• [Work item]
Which lines of the records contain "Debug"? Collect every one of them.

• [Information shown]
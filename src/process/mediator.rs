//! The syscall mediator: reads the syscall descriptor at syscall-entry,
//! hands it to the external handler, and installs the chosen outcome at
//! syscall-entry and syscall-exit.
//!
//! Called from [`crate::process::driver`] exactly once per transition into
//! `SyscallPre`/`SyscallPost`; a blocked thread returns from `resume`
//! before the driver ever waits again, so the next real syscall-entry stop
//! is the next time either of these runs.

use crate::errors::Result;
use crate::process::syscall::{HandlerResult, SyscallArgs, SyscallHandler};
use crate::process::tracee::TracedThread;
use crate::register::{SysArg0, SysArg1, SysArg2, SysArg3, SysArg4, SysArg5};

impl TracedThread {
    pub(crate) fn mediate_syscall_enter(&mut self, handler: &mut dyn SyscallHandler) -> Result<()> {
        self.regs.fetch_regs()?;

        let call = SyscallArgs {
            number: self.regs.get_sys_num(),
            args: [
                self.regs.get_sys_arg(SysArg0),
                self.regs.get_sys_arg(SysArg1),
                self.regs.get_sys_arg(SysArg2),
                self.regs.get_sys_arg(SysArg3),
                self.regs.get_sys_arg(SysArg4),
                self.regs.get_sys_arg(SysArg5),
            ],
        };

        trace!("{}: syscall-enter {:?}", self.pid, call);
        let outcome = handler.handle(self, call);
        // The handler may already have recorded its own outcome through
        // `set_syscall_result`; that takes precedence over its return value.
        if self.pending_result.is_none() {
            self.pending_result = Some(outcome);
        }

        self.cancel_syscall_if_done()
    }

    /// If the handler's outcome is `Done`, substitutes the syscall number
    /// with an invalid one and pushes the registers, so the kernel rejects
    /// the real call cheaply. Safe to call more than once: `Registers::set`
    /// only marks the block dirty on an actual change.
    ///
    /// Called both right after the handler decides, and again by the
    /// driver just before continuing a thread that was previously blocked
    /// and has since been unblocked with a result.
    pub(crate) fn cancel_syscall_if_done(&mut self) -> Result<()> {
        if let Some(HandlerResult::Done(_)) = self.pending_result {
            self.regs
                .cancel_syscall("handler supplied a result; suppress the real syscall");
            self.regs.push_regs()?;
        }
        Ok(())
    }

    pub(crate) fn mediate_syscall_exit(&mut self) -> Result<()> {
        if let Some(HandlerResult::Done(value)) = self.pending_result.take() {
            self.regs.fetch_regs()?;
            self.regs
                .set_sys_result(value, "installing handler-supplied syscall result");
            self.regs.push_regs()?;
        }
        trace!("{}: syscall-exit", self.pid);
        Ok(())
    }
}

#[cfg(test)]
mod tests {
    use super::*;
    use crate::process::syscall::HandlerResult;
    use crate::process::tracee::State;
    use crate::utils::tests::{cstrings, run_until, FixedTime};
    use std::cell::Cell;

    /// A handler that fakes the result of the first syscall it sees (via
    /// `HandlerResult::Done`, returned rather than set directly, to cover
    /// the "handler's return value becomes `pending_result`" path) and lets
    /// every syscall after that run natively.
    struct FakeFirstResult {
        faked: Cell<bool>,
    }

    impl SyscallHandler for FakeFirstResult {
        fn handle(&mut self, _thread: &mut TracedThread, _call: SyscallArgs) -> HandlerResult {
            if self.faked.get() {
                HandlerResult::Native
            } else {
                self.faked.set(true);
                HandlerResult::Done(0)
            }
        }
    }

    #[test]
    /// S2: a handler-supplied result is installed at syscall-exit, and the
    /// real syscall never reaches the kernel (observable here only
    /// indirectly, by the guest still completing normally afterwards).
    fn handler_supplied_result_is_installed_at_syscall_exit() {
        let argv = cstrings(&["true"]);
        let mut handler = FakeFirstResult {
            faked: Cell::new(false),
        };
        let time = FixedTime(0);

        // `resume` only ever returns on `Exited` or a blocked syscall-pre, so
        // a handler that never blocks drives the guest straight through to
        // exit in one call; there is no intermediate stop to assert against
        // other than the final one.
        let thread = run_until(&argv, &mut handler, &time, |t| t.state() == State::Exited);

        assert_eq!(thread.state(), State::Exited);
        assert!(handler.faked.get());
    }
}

--

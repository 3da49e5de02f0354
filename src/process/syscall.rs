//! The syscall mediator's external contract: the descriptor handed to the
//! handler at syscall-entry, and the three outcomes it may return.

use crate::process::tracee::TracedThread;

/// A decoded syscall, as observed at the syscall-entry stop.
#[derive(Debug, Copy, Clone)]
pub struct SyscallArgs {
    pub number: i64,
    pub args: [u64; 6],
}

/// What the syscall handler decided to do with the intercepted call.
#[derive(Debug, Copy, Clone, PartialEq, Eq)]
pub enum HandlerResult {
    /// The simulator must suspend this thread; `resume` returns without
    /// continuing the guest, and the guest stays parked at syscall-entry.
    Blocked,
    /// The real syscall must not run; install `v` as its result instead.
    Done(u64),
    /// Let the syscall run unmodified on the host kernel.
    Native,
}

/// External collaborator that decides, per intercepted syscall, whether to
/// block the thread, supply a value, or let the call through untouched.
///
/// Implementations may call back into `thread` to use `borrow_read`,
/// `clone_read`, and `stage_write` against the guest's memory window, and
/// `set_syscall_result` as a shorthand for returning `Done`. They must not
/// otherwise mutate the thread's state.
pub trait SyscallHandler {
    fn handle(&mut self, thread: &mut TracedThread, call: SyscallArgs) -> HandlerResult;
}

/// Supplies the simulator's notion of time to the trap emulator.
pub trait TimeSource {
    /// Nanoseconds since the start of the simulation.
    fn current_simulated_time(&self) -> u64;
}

• [Result of the task]
#[derive(Debug, Copy, Clone)]
#[derive(Debug, Copy, Clone, PartialEq, Eq)]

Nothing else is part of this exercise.